Para o diretor, Joaquina é muito mais um símbolo de patriotismo do que um personagem real. A novela trará outros nomes mais conhecidos dos livros de História, como Maria I de Portugal, a Maria, a Louca, e Dom João.

— Eles farão uma breve aparição — adianta o diretor.

A equipe de criação do folhetim baseou sua pesquisa em relatos publicados em livros como “A devassa da devassa: a Inconfidência Mineira: Brasil-Portugal, 1750-1808”, de Kenneth Maxwell, mas não encontrou muitas imagens da época. Na cidade cenográfica criada pelo diretor de arte Mario Monteiro e pelos cenógrafos Paulo Renato, Kaka Monteiro e Marcia Inoue, os tons de barro prevalecem.
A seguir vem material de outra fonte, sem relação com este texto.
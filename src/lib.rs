//! Touch browser - a full-screen web view with a virtual cursor overlay.
//!
//! Touches on the page either scroll it directly or, in cursor mode, drag a
//! virtual mouse pointer and click where it points.
//!
//! The input core (`cursor`, `input`, `surface`) has no platform dependencies.
//! The gpui/wry desktop shell is behind the `shell` feature.

pub mod address;
pub mod constants;
pub mod cursor;
pub mod error;
pub mod input;
pub mod settings;
pub mod settings_watcher;
pub mod surface;
pub mod toolbar;

#[cfg(feature = "shell")]
pub mod shell;
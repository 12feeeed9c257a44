//! Rendering surface backed by a wry web view.
//!
//! Borrowed per event: the shell builds one from the live web view and the
//! current content-area size, so the size is never stale.

use super::{RenderingSurface, SurfaceSize, click_script};
use crate::error::SurfaceError;

pub struct WebViewSurface<'a> {
    webview: &'a wry::WebView,
    size: SurfaceSize,
}

impl<'a> WebViewSurface<'a> {
    pub fn new(webview: &'a wry::WebView, size: SurfaceSize) -> Self {
        Self { webview, size }
    }
}

impl RenderingSurface for WebViewSurface<'_> {
    fn size(&self) -> SurfaceSize {
        self.size
    }

    fn load_address(&mut self, address: &str) -> Result<(), SurfaceError> {
        self.webview
            .load_url(address)
            .map_err(|e| SurfaceError::Load {
                address: address.to_string(),
                reason: e.to_string(),
            })
    }

    fn synthesize_click(&mut self, content_x: f32, content_y: f32) -> Result<(), SurfaceError> {
        let js = click_script(content_x, content_y)?;
        self.webview
            .evaluate_script(&js)
            .map_err(|e| SurfaceError::Script(e.to_string()))
    }
}
//! In-page bridge between the web view and the input core.
//!
//! A native child web view is stacked above every toolkit-drawn element, so an
//! overlay painted by the shell is hidden behind the page and never sees the
//! pointer. Instead, [`PAGE_BRIDGE_SCRIPT`] is installed as an initialization
//! script on every document:
//!
//! - while Cursor mode is on it captures pointer input before the page does
//!   and posts it over IPC as a [`PageMessage`]
//! - it draws the cursor icon and the keyboard button inside the page, driven
//!   by [`PageOverlay::script`]
//!
//! Untrusted clicks (the ones the surface synthesizes) always pass through.

use crate::constants::{KEYBOARD_BUTTON_ANCHOR, KEYBOARD_BUTTON_SIZE, KEYBOARD_LABEL};
use crate::cursor::CursorState;
use crate::error::SurfaceError;
use serde::{Deserialize, Serialize};

/// Message posted by the page through `window.ipc.postMessage`.
///
/// Positions are page viewport coordinates (top-left origin), which coincide
/// with the content area.
#[derive(Debug, Clone, Copy, PartialEq, Deserialize)]
#[serde(tag = "type", rename_all = "lowercase")]
pub enum PageMessage {
    /// A document finished loading and needs the overlay state
    Ready,
    /// The in-page keyboard button was pressed
    Keyboard,
    Down {
        x: f32,
        y: f32,
    },
    Move {
        x: f32,
        y: f32,
    },
    Up {
        x: f32,
        y: f32,
    },
}

impl PageMessage {
    pub fn parse(body: &str) -> Result<Self, SurfaceError> {
        serde_json::from_str(body).map_err(|e| SurfaceError::PageMessage(e.to_string()))
    }
}

/// Top-left corner of the cursor icon in viewport coordinates.
///
/// The icon's bottom-left corner sits on the cursor position.
#[inline]
pub fn cursor_icon_origin(cursor: &CursorState, surface_height: f32, icon_size: f32) -> (f32, f32) {
    (cursor.x(), surface_height - cursor.y() - icon_size)
}

/// State pushed into the page after every change that affects the overlay
#[derive(Debug, Clone, PartialEq, Serialize)]
pub struct PageOverlay {
    /// Capture pointer input and show the cursor icon
    pub cursor_mode: bool,
    pub cursor_left: f32,
    pub cursor_top: f32,
    pub cursor_size: f32,
    pub keyboard_active: bool,
    pub keyboard_size: f32,
    /// Distance of the keyboard button from the bottom, as a fraction of the height
    pub keyboard_anchor: f32,
    pub keyboard_label: &'static str,
}

impl PageOverlay {
    pub fn new(cursor: &CursorState, surface_height: f32, cursor_size: f32, keyboard_active: bool) -> Self {
        let (cursor_left, cursor_top) = cursor_icon_origin(cursor, surface_height, cursor_size);
        Self {
            cursor_mode: cursor.mode().is_cursor(),
            cursor_left,
            cursor_top,
            cursor_size,
            keyboard_active,
            keyboard_size: KEYBOARD_BUTTON_SIZE,
            keyboard_anchor: KEYBOARD_BUTTON_ANCHOR,
            keyboard_label: KEYBOARD_LABEL,
        }
    }

    /// Script applying this state; a no-op on pages where the bridge is missing
    pub fn script(&self) -> Result<String, SurfaceError> {
        let json = serde_json::to_string(self).map_err(|e| SurfaceError::Script(e.to_string()))?;
        Ok(format!(
            "if (window.__touchbrowser) {{ window.__touchbrowser.sync({}); }}",
            json
        ))
    }
}

/// Initialization script installed on every document the web view loads
pub const PAGE_BRIDGE_SCRIPT: &str = r#"(function() {
  if (window.__touchbrowser) { return; }
  var state = { cursorMode: false, pointer: null, cursor: null, keyboard: null };
  var layer = 2147483647;

  function post(message) {
    if (window.ipc) { window.ipc.postMessage(JSON.stringify(message)); }
  }
  function onKeyboard(e) {
    return state.keyboard !== null && state.keyboard.contains(e.target);
  }
  function swallow(e) {
    e.preventDefault();
    e.stopImmediatePropagation();
  }
  function pointer(type) {
    return function(e) {
      if (!state.cursorMode || !e.isTrusted || onKeyboard(e)) { return; }
      swallow(e);
      if (type === 'down') {
        state.pointer = e.pointerId;
      } else if (state.pointer !== e.pointerId) {
        return;
      }
      if (type === 'up') { state.pointer = null; }
      post({ type: type, x: e.clientX, y: e.clientY });
    };
  }
  function block(e) {
    if (state.cursorMode && e.isTrusted && !onKeyboard(e)) { swallow(e); }
  }

  var options = { capture: true, passive: false };
  window.addEventListener('pointerdown', pointer('down'), options);
  window.addEventListener('pointermove', pointer('move'), options);
  window.addEventListener('pointerup', pointer('up'), options);
  window.addEventListener('pointercancel', pointer('up'), options);
  ['mousedown', 'mouseup', 'click', 'dblclick', 'contextmenu', 'touchstart', 'touchmove', 'touchend']
    .forEach(function(type) { window.addEventListener(type, block, options); });

  function overlays() {
    if (state.cursor === null) {
      state.cursor = document.createElement('div');
      state.cursor.style.cssText = 'position:fixed;pointer-events:none;box-sizing:border-box;' +
        'border-radius:50%;border:2px solid #1f2937;background:rgba(59,130,246,0.6);z-index:' + layer;
      document.documentElement.appendChild(state.cursor);
    }
    if (state.keyboard === null) {
      state.keyboard = document.createElement('button');
      state.keyboard.style.cssText = 'position:fixed;right:0;margin:0;padding:0;border:1px solid #9ca3af;' +
        'border-radius:6px;font:12px sans-serif;z-index:' + layer;
      state.keyboard.addEventListener('click', function(e) {
        swallow(e);
        post({ type: 'keyboard' });
      }, true);
      document.documentElement.appendChild(state.keyboard);
    }
  }

  function sync(overlay) {
    overlays();
    state.cursorMode = overlay.cursor_mode;
    if (!overlay.cursor_mode) { state.pointer = null; }
    document.documentElement.style.touchAction = overlay.cursor_mode ? 'none' : '';

    var cursor = state.cursor.style;
    cursor.display = overlay.cursor_mode ? 'block' : 'none';
    cursor.left = overlay.cursor_left + 'px';
    cursor.top = overlay.cursor_top + 'px';
    cursor.width = overlay.cursor_size + 'px';
    cursor.height = overlay.cursor_size + 'px';

    var keyboard = state.keyboard;
    keyboard.textContent = overlay.keyboard_label;
    keyboard.style.width = overlay.keyboard_size + 'px';
    keyboard.style.height = overlay.keyboard_size + 'px';
    keyboard.style.bottom = (overlay.keyboard_anchor * 100) + '%';
    keyboard.style.background = overlay.keyboard_active ? '#3b82f6' : '#f9fafb';
    keyboard.style.color = overlay.keyboard_active ? '#ffffff' : '#111827';
  }

  window.__touchbrowser = { sync: sync };

  if (document.readyState === 'loading') {
    document.addEventListener('DOMContentLoaded', function() { post({ type: 'ready' }); });
  } else {
    post({ type: 'ready' });
  }
})();"#;
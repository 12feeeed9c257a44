//! Cursor controller - the single writer of [`CursorState`].

use super::{CursorState, InteractionMode};
use crate::surface::SurfaceSize;
use tracing::{debug, info};

/// Owns the cursor state and applies every change to it.
///
/// None of the operations can fail. Out-of-range drags are absorbed by
/// clamping to the surface bounds passed in by the caller.
#[derive(Debug, Clone)]
pub struct CursorController {
    state: CursorState,
}

impl CursorController {
    /// Create a controller for a freshly initialized surface: Direct mode,
    /// hidden cursor at the surface center.
    pub fn new(size: SurfaceSize) -> Self {
        Self {
            state: CursorState::centered(size),
        }
    }

    /// Flip between Direct and Cursor mode, returning the new mode
    pub fn toggle_mode(&mut self) -> InteractionMode {
        let mode = self.state.mode().toggled();
        self.state.set_mode(mode);
        info!("Interaction mode: {:?}", mode);
        mode
    }

    /// Current mode
    pub fn mode(&self) -> InteractionMode {
        self.state.mode()
    }

    /// Move the cursor by a relative drag, clamped to `bounds`.
    ///
    /// Drags are 1:1 and accumulate across a gesture. Calling this in Direct
    /// mode does nothing.
    pub fn apply_drag(&mut self, delta_x: f32, delta_y: f32, bounds: SurfaceSize) {
        if !self.state.mode().is_cursor() {
            return;
        }
        if !delta_x.is_finite() || !delta_y.is_finite() {
            debug!("Ignoring non-finite drag ({}, {})", delta_x, delta_y);
            return;
        }

        let (x, y) = self.state.position();
        let clamped = bounds.clamp(x + delta_x, y + delta_y);
        self.state.set_position(clamped);
        debug!("Cursor dragged by ({}, {}) to {:?}", delta_x, delta_y, clamped);
    }

    /// Pull the cursor back inside `bounds` after the surface shrank
    pub fn fit_to(&mut self, bounds: SurfaceSize) {
        let (x, y) = self.state.position();
        let clamped = bounds.clamp(x, y);
        if clamped != (x, y) {
            debug!("Cursor refit from ({}, {}) to {:?}", x, y, clamped);
            self.state.set_position(clamped);
        }
    }

    /// Read-only snapshot
    pub fn current_state(&self) -> CursorState {
        self.state
    }
}

impl Default for CursorController {
    fn default() -> Self {
        Self::new(SurfaceSize::default())
    }
}
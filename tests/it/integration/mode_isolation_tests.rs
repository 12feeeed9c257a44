//! Direct mode must leave the cursor alone and never click.

use crate::helpers::{assert_cursor_at, assert_no_clicks, TestRouterBuilder};
use touchbrowser::input::{Routing, TouchEvent};

fn gesture_soup() -> Vec<TouchEvent> {
    let mut events = Vec::new();
    for i in 0..20 {
        let f = i as f32;
        events.push(TouchEvent::down(f * 10.0, f * 5.0));
        events.push(TouchEvent::moved(f * 3.0 - 20.0, 17.0 - f * 2.0, f, f));
        events.push(TouchEvent::moved(-1000.0, 1000.0, f, f));
        events.push(TouchEvent::up(f, f));
    }
    events
}

#[test]
fn test_direct_mode_forwards_all_events() {
    let mut h = TestRouterBuilder::new().build();

    for event in gesture_soup() {
        assert_eq!(h.send(event), Routing::Forwarded, "event {:?} was not forwarded", event);
    }

    assert_cursor_at(&h, 300.0, 400.0);
    assert_no_clicks(&h);
    assert!(h.surface.requests().is_empty());
}

#[test]
fn test_direct_mode_after_round_trip() {
    let mut h = TestRouterBuilder::new().in_cursor_mode().build();
    let _ = h.drag(-100.0, 30.0);
    h.router.toggle_mode();

    for event in gesture_soup() {
        assert_eq!(h.send(event), Routing::Forwarded);
    }

    assert_cursor_at(&h, 200.0, 430.0);
    assert_no_clicks(&h);
}

#[test]
fn test_cursor_mode_never_forwards() {
    let mut h = TestRouterBuilder::new().in_cursor_mode().build();

    for event in gesture_soup() {
        assert_eq!(h.send(event), Routing::Consumed);
    }

    // One click per Down
    assert_eq!(h.surface.clicks().len(), 20);
}
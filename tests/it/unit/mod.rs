//! Unit tests for the touch browser.

mod coords_tests;
mod settings_tests;
mod settings_watcher_tests;
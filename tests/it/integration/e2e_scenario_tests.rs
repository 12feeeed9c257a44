//! End-to-end scenario: toggle, drag, tap, toggle back.

use crate::helpers::{assert_cursor_at, assert_mode, TestRouterBuilder};
use touchbrowser::cursor::InteractionMode;
use touchbrowser::input::{Routing, TouchEvent};

#[test]
fn test_full_cursor_session() {
    let mut h = TestRouterBuilder::new().with_size(600.0, 800.0).build();

    // Initial state
    assert_mode(&h, InteractionMode::Direct);
    assert_cursor_at(&h, 300.0, 400.0);

    // Mode button
    assert_eq!(h.router.toggle_mode(), InteractionMode::Cursor);
    assert_mode(&h, InteractionMode::Cursor);

    // Drag
    assert_eq!(h.drag(50.0, -20.0), Routing::Consumed);
    assert_cursor_at(&h, 350.0, 380.0);

    // Tap at the cursor
    assert_eq!(h.send(TouchEvent::down(350.0, 380.0)), Routing::Consumed);
    assert_eq!(h.surface.clicks(), vec![(350.0, 420.0)]);
    assert_eq!(h.send(TouchEvent::up(350.0, 380.0)), Routing::Consumed);
    assert_eq!(h.surface.clicks().len(), 1);

    // Back to Direct
    assert_eq!(h.router.toggle_mode(), InteractionMode::Direct);
    assert_mode(&h, InteractionMode::Direct);
    assert_eq!(h.drag(25.0, 25.0), Routing::Forwarded);
    assert_cursor_at(&h, 350.0, 380.0);
    assert_eq!(h.surface.clicks().len(), 1);
}

#[test]
fn test_each_tap_clicks_once() {
    let mut h = TestRouterBuilder::new().in_cursor_mode().build();

    for _ in 0..3 {
        let (down, up) = h.tap(10.0, 10.0);
        assert!(down.is_consumed());
        assert!(up.is_consumed());
    }

    assert_eq!(h.surface.clicks(), vec![(300.0, 400.0); 3]);
}

#[test]
fn test_drag_after_down_does_not_move_click() {
    let mut h = TestRouterBuilder::new().in_cursor_mode().build();

    let _ = h.send(TouchEvent::down(0.0, 0.0));
    let _ = h.drag(100.0, 100.0);
    let _ = h.send(TouchEvent::up(100.0, 100.0));

    // Only the touch-down position was clicked; the drag moved the cursor
    assert_eq!(h.surface.clicks(), vec![(300.0, 400.0)]);
    assert_cursor_at(&h, 400.0, 500.0);
}

#[test]
fn test_clicks_dropped_until_surface_ready() {
    let mut h = TestRouterBuilder::new().in_cursor_mode().not_ready().build();

    let (down, _) = h.tap(0.0, 0.0);
    assert!(down.is_consumed());
    assert!(h.surface.requests().is_empty());

    h.surface.set_ready(true);
    let _ = h.tap(0.0, 0.0);
    assert_eq!(h.surface.clicks(), vec![(300.0, 400.0)]);
}
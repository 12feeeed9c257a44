//! Raw touch events and routing outcomes.

/// Phase of a touch gesture
#[derive(Debug, Clone, Copy, PartialEq, Eq)]
pub enum TouchKind {
    Down,
    Move,
    Up,
}

/// One touch frame delivered by the platform input system.
///
/// Positions are surface-local with a bottom-left origin. Deltas only exist on
/// `Move` and are relative to the previous frame of the same gesture.
#[derive(Debug, Clone, Copy, PartialEq)]
pub enum TouchEvent {
    Down {
        x: f32,
        y: f32,
    },
    Move {
        delta_x: f32,
        delta_y: f32,
        x: f32,
        y: f32,
    },
    Up {
        x: f32,
        y: f32,
    },
}

impl TouchEvent {
    pub fn down(x: f32, y: f32) -> Self {
        Self::Down { x, y }
    }

    pub fn moved(delta_x: f32, delta_y: f32, x: f32, y: f32) -> Self {
        Self::Move {
            delta_x,
            delta_y,
            x,
            y,
        }
    }

    pub fn up(x: f32, y: f32) -> Self {
        Self::Up { x, y }
    }

    pub fn kind(&self) -> TouchKind {
        match self {
            Self::Down { .. } => TouchKind::Down,
            Self::Move { .. } => TouchKind::Move,
            Self::Up { .. } => TouchKind::Up,
        }
    }

    /// Absolute touch position
    pub fn position(&self) -> (f32, f32) {
        match *self {
            Self::Down { x, y } | Self::Move { x, y, .. } | Self::Up { x, y } => (x, y),
        }
    }

    /// Drag delta, zero for anything but `Move`
    pub fn delta(&self) -> (f32, f32) {
        match *self {
            Self::Move {
                delta_x, delta_y, ..
            } => (delta_x, delta_y),
            _ => (0.0, 0.0),
        }
    }
}

/// What the router did with an event
#[must_use]
#[derive(Debug, Clone, Copy, PartialEq, Eq)]
pub enum Routing {
    /// Handled locally; the page must not see it
    Consumed,
    /// Pass to the page's native touch handling unmodified
    Forwarded,
}

impl Routing {
    pub fn is_consumed(self) -> bool {
        matches!(self, Self::Consumed)
    }
}
//! Test helpers and builders for reducing boilerplate in tests.
//!
//! This module provides:
//! - `TestRouterBuilder` - builder for a router plus headless surface
//! - `assert_cursor_at()` / `assert_no_clicks()` - common assertions

use touchbrowser::cursor::InteractionMode;
use touchbrowser::input::{InputRouter, Routing, TouchEvent};
use touchbrowser::surface::{HeadlessSurface, SurfaceSize};

/// A router wired to a headless surface
pub struct Harness {
    pub router: InputRouter,
    pub surface: HeadlessSurface,
}

impl Harness {
    pub fn send(&mut self, event: TouchEvent) -> Routing {
        self.router.handle(event, &mut self.surface)
    }

    /// Relative drag with the finger parked at the surface origin
    pub fn drag(&mut self, dx: f32, dy: f32) -> Routing {
        self.send(TouchEvent::moved(dx, dy, 0.0, 0.0))
    }

    /// Down followed by Up at the same point
    pub fn tap(&mut self, x: f32, y: f32) -> (Routing, Routing) {
        (self.send(TouchEvent::down(x, y)), self.send(TouchEvent::up(x, y)))
    }
}

/// Builder for test harnesses.
///
/// # Example
/// ```ignore
/// let mut h = TestRouterBuilder::new()
///     .with_size(600.0, 800.0)
///     .in_cursor_mode()
///     .build();
/// ```
pub struct TestRouterBuilder {
    size: SurfaceSize,
    cursor_mode: bool,
    ready: bool,
}

impl Default for TestRouterBuilder {
    fn default() -> Self {
        Self::new()
    }
}

impl TestRouterBuilder {
    /// 600x800 surface, Direct mode, ready
    pub fn new() -> Self {
        Self {
            size: SurfaceSize::new(600.0, 800.0),
            cursor_mode: false,
            ready: true,
        }
    }

    pub fn with_size(mut self, width: f32, height: f32) -> Self {
        self.size = SurfaceSize::new(width, height);
        self
    }

    pub fn in_cursor_mode(mut self) -> Self {
        self.cursor_mode = true;
        self
    }

    /// Surface that rejects requests, like a web view still being created
    pub fn not_ready(mut self) -> Self {
        self.ready = false;
        self
    }

    pub fn build(self) -> Harness {
        let mut router = InputRouter::new(self.size);
        if self.cursor_mode {
            router.toggle_mode();
        }
        let surface = if self.ready {
            HeadlessSurface::new(self.size)
        } else {
            HeadlessSurface::not_ready(self.size)
        };
        Harness { router, surface }
    }
}

/// Assert the cursor position exactly
pub fn assert_cursor_at(h: &Harness, x: f32, y: f32) {
    assert_eq!(
        h.router.cursor().position(),
        (x, y),
        "Expected cursor at ({}, {}), got {:?}",
        x,
        y,
        h.router.cursor().position()
    );
}

pub fn assert_no_clicks(h: &Harness) {
    assert!(h.surface.clicks().is_empty(), "Unexpected clicks: {:?}", h.surface.clicks());
}

pub fn assert_mode(h: &Harness, mode: InteractionMode) {
    let state = h.router.cursor();
    assert_eq!(state.mode(), mode);
    assert_eq!(state.visible(), mode == InteractionMode::Cursor);
}
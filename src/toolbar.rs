//! Toolbar state - address bar, GO, mode button and keyboard toggle.
//!
//! Rendering lives in the shell; this is the part with behavior worth testing.

use crate::address::normalize_address;
use crate::cursor::InteractionMode;
use crate::error::SurfaceError;
use crate::surface::RenderingSurface;
use tracing::{info, warn};

#[derive(Debug, Clone)]
pub struct ToolbarState {
    address: String,
    keyboard_visible: bool,
}

impl ToolbarState {
    /// Toolbar with the address bar prefilled
    pub fn new(home_address: impl Into<String>) -> Self {
        Self {
            address: home_address.into(),
            keyboard_visible: false,
        }
    }

    pub fn address(&self) -> &str {
        &self.address
    }

    pub fn set_address(&mut self, address: impl Into<String>) {
        self.address = address.into();
    }

    /// GO pressed: load the address bar text.
    ///
    /// On success the address bar shows the normalized address. Nothing is
    /// sent while the surface isn't ready.
    pub fn go<S>(&mut self, surface: &mut S) -> Result<String, SurfaceError>
    where
        S: RenderingSurface + ?Sized,
    {
        if !surface.is_ready() {
            warn!("GO pressed before the web view was ready");
            return Err(SurfaceError::NotReady);
        }

        let address = normalize_address(&self.address)?;
        surface.load_address(&address)?;
        info!("Navigating to {}", address);
        self.address = address.clone();
        Ok(address)
    }

    /// Label for the mode button
    pub fn mode_label(mode: InteractionMode) -> &'static str {
        mode.label()
    }

    /// KB pressed: show or hide the soft keyboard for the address bar
    pub fn toggle_keyboard(&mut self) -> bool {
        self.keyboard_visible = !self.keyboard_visible;
        self.keyboard_visible
    }

    pub fn keyboard_visible(&self) -> bool {
        self.keyboard_visible
    }
}

impl Default for ToolbarState {
    fn default() -> Self {
        Self::new(crate::constants::DEFAULT_HOME_ADDRESS)
    }
}
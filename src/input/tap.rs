//! Touch down/up handling - tap to click at the cursor.
//!
//! The click fires on touch down, not on release. A gesture that starts in
//! Cursor mode therefore only ever clicks where the cursor was at touch down,
//! and press-and-drag selection isn't available in Cursor mode.

use super::coords::CoordinateConverter;
use super::{InputRouter, Routing};
use crate::surface::RenderingSurface;
use tracing::{debug, warn};

impl InputRouter {
    /// Issue one synthetic click at the cursor. Only reached in Cursor mode.
    pub(super) fn handle_tap_down<S>(&mut self, surface: &mut S) -> Routing
    where
        S: RenderingSurface + ?Sized,
    {
        let size = surface.size();
        self.cursor.fit_to(size);

        let target = CoordinateConverter::surface_to_content(self.cursor.current_state().position(), size);
        debug!("Synthetic click at content ({}, {})", target.content_x, target.content_y);

        // Fire-and-forget: a failed click is dropped, the user just sees nothing happen
        if let Err(e) = surface.synthesize_click(target.content_x, target.content_y) {
            warn!("Dropped synthetic click at ({}, {}): {}", target.content_x, target.content_y, e);
        }

        Routing::Consumed
    }

    /// Touch released in Cursor mode
    pub(super) fn handle_tap_up(&mut self) -> Routing {
        Routing::Consumed
    }
}
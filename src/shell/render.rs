//! Shell view tree: toolbar on top, web view below, cursor icon and keyboard
//! button layered over the content area.

use super::BrowserShell;
use crate::constants::{GO_LABEL, KEYBOARD_BUTTON_ANCHOR, KEYBOARD_BUTTON_SIZE, KEYBOARD_LABEL};
use crate::surface::cursor_icon_origin;
use crate::toolbar::ToolbarState;
use gpui::prelude::FluentBuilder as _;
use gpui::*;
use gpui_component::button::{Button, ButtonVariants};
use gpui_component::input::Input;
use gpui_component::{ActiveTheme as _, h_flex, v_flex};

impl BrowserShell {
    fn render_toolbar(&self, toolbar_height: f32, cx: &mut Context<Self>) -> impl IntoElement {
        let mode = self.router.mode();

        h_flex()
            .w_full()
            .h(px(toolbar_height))
            .gap(px(4.0))
            .px(px(4.0))
            .bg(cx.theme().background)
            .border_b_1()
            .border_color(cx.theme().border)
            .child(div().flex_1().child(Input::new(&self.address_input).size_full()))
            .child(
                Button::new("go")
                    .label(GO_LABEL)
                    .primary()
                    .on_click(cx.listener(|this, _, window, cx| this.go(window, cx))),
            )
            .child(
                Button::new("mode")
                    .label(ToolbarState::mode_label(mode))
                    .when(mode.is_cursor(), |b| b.primary())
                    .on_click(cx.listener(|this, _, window, cx| this.toggle_mode(window, cx))),
            )
    }

    /// Cursor icon, bottom-left corner at the cursor position
    fn render_cursor(&self, surface_height: f32, cx: &mut Context<Self>) -> Option<impl IntoElement> {
        let cursor = self.router.cursor();
        if !cursor.visible() {
            return None;
        }
        let size = self.settings.cursor_size;
        let (left, top) = cursor_icon_origin(&cursor, surface_height, size);

        Some(
            div()
                .absolute()
                .left(px(left))
                .top(px(top))
                .size(px(size))
                .rounded_full()
                .border_2()
                .border_color(cx.theme().foreground)
                .bg(cx.theme().primary.opacity(0.6)),
        )
    }

    fn render_keyboard_button(&self, surface_height: f32, cx: &mut Context<Self>) -> impl IntoElement {
        let bottom = surface_height * KEYBOARD_BUTTON_ANCHOR;

        div()
            .absolute()
            .right(px(0.0))
            .top(px(surface_height - bottom - KEYBOARD_BUTTON_SIZE))
            .size(px(KEYBOARD_BUTTON_SIZE))
            .child(
                Button::new("keyboard")
                    .label(KEYBOARD_LABEL)
                    .when(self.toolbar.keyboard_visible(), |b| b.primary())
                    .on_click(cx.listener(|this, _, window, cx| this.toggle_keyboard(window, cx))),
            )
    }
}

impl Render for BrowserShell {
    fn render(&mut self, window: &mut Window, cx: &mut Context<Self>) -> impl IntoElement {
        self.check_settings_reload(window, cx);

        let area = self.content_area(window);
        if self.last_size != Some(area.size) {
            self.router.surface_resized(area.size);
            self.last_size = Some(area.size);
            self.sync_page_overlay(window, cx);
        }

        let mut content = div()
            .relative()
            .w_full()
            .flex_1()
            .on_mouse_down(MouseButton::Left, cx.listener(Self::handle_mouse_down))
            .on_mouse_move(cx.listener(Self::handle_mouse_move))
            .on_mouse_up(MouseButton::Left, cx.listener(Self::handle_mouse_up));

        // Once the web view exists it covers this area and draws the overlay itself
        content = match self.webview {
            Some(ref webview) => content.child(div().size_full().child(webview.clone())),
            None => content
                .children(self.render_cursor(area.size.height(), cx))
                .child(self.render_keyboard_button(area.size.height(), cx)),
        };

        v_flex()
            .size_full()
            .bg(cx.theme().background)
            .child(self.render_toolbar(area.origin_y, cx))
            .child(content)
    }
}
— Trouxemos telhas e pedras de Minas — conta Marcia, durante visita pelos cenários. — As pessoas pensam em Ouro Preto, que é toda colorida, quando falamos em Vila Rica. Mas o período aqui é outro.

No Projac, foram erguidos uma igreja barroca, a intendência, a taberna, o casarão onde funcionará um bordel, além das casas dos moradores da cidade. Parte do elenco aprendeu a lutar esgrima, equitação e fez aula de condução de charretes.

Os figurinos criados por Paula Carneiro ganharam uma camada de sujeira e foram cortados para apresentar “vivência”. Os vestidos que serão usados pelas prostitutas da cidade estavam em manequins na sala da figurinista no dia da entrevista — as peças tiveram suas barras rasgadas, por exemplo.

— Não tínhamos nada dessa época no acervo da emissora e começamos do zero. As roupas saíram perfeitas da costura e demos uma envelhecida. Muitos personagens passam até seis capítulos com o mesmo figurino — diz Paula.